Bu bağlamda Türkiye, küresel dönüşümleri yakından takip ederken milli çıkarları ve hedefleri doğrultusunda etkili, yönlendirici ve belirleyici bir dış politika izlemektedir. Dışişleri Bakanlığımız, milli güvenlik sistemimizin temel unsurlarından birini oluşturmaktadır. Bu çerçevede bakanlığımız, köklü diplomasi geleneğinden aldığı ilhamla ülkemize yönelik tehditleri ortadan kaldırmak için özveriyle çalışmaktadır. Türkiye, 261 dış temsilciliği ile en geniş diplomatik ağa sahip üçüncü ülke konumundadır. Bu geniş diplomatik yapı, proaktif politikalar izleme ve muhataplarımızla güçlü etkileşimlerde bulunma imkânı sunmaktadır. Ülkemiz, bölgesel etki alanının yanı sıra çok taraflı platformlarda da aktif politikalar yürütmektedir. Ülkemizin yoğun çabaları sonucu, Avrupa Güvenlik ve İşbirliği Teşkilatı Genel Sekreterliği görevine Büyükelçi Feridun Sinirlioğlu seçilmiştir. Farklı coğrafyalardan gelen, çeşitli stratejik çıkarları temsil eden 57 ülkenin oylamasıyla bu göreve gelmesi, ülkemizin uluslararası alandaki saygınlığının bir göstergesi olmaktadır.

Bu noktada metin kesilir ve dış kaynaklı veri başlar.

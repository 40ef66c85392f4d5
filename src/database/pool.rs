use crate::config::DatabaseConfig;
use sqlx::sqlite::{SqliteConnectOptions, SqlitePoolOptions};
use sqlx::SqlitePool;
use std::str::FromStr;
use thiserror::Error;

/// Errors that can occur when working with the database
#[derive(Error, Debug)]
pub enum DatabaseError {
    #[error("Failed to create database pool: {0}")]
    PoolCreation(sqlx::Error),

    #[error("Database query error: {0}")]
    QueryError(sqlx::Error),

    #[error("Database migration failed: {0}")]
    Migration(#[from] sqlx::migrate::MigrateError),

    #[error("Configuration error: {0}")]
    Config(String),
}

impl From<sqlx::Error> for DatabaseError {
    fn from(err: sqlx::Error) -> Self {
        DatabaseError::QueryError(err)
    }
}

/// Database wrapper that holds the connection pool
#[derive(Clone)]
pub struct Database {
    pool: SqlitePool,
}

impl Database {
    /// Create a new Database instance with the given pool
    pub fn new(pool: SqlitePool) -> Self {
        Self { pool }
    }

    /// Get a reference to the underlying connection pool
    pub fn pool(&self) -> &SqlitePool {
        &self.pool
    }
}

/// Create a SQLite connection pool with the configured settings
///
/// # Arguments
/// * `config` - Database configuration
///
/// # Returns
/// * `Ok(SqlitePool)` - Successfully created connection pool
/// * `Err(DatabaseError)` - Error creating the pool
pub async fn create_pool(config: &DatabaseConfig) -> Result<SqlitePool, DatabaseError> {
    let options = SqliteConnectOptions::from_str(&config.url)
        .map_err(DatabaseError::PoolCreation)?
        .create_if_missing(config.create_if_missing)
        .foreign_keys(true);

    let pool = SqlitePoolOptions::new()
        .max_connections(config.max_connections)
        .acquire_timeout(config.acquire_timeout())
        .idle_timeout(config.idle_timeout())
        .connect_with(options)
        .await
        .map_err(DatabaseError::PoolCreation)?;

    // Test the connection
    sqlx::query("SELECT 1")
        .execute(&pool)
        .await
        .map_err(DatabaseError::PoolCreation)?;

    Ok(pool)
}

/// Run database migrations
///
/// # Arguments
/// * `pool` - Database connection pool
/// * `migrations_path` - Path to migrations directory (default: "./migrations")
///
/// # Returns
/// * `Ok(())` - Migrations completed successfully
/// * `Err(DatabaseError)` - Migration error
pub async fn run_migrations(
    pool: &SqlitePool,
    migrations_path: Option<&str>,
) -> Result<(), DatabaseError> {
    let path = migrations_path.unwrap_or("./migrations");
    let migrator = sqlx::migrate::Migrator::new(std::path::Path::new(path))
        .await
        .map_err(DatabaseError::Migration)?;

    migrator.run(pool).await.map_err(DatabaseError::Migration)?;

    Ok(())
}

'SURİYE 8 ARALIK İTİBARİYLE YENİ BİR DÖNEME GİRİYOR'

Suriye halkı ve Suriye, 8 Aralık itibarıyla yeni bir döneme girmiştir. Suriye krizinin başlangıcından bu yana, devletimiz tüm kurumlarıyla bu durumu yakından takip etmektedir. Bilindiği üzere, Suriye sadece Türkiye’nin komşusu değil, aynı zamanda diğer ülkelerin de komşusu olup, küresel ve bölgesel güçlerin menfaat mücadelesine sahne olmaktadır. Adeta bir matruşka gibi, değişik stratejik hesapların yapıldığı, belirsizliklerle dolu birçok oyunun sergilendiği bir yer haline gelmiştir. Türkiye’nin 13 yıldır sergilediği stratejik sabır ve dikkatle inşa ettiği politika, artık farklı bir aşamaya geçmiştir.

2016 yılından bu yana Türkiye-Astana süreci çerçevesinde çatışmaların sona erdirilmesi sağlanmıştır. Hem önceki görevimde hem de şu anda krizin tüm aşamalarında yer aldım. Ancak ne yazık ki Suriye rejimi, yaratılan arkadaşlık ortamını halkın sorunlarının çözümünde fayda sağlamada kullanmamıştır. 2016’da savaş durdurulmuştu ve muazzam bir fırsat doğmuşken rejim ve müttefikleri, halkına demokratik bir anayasa sunmak yerine, kayıtsız kalmayı tercih etti. Hükümetimiz samimi niyetler sergileyerek her zaman için diyalog masasında yapıcı bir yaklaşım göstermeye hazır oldu.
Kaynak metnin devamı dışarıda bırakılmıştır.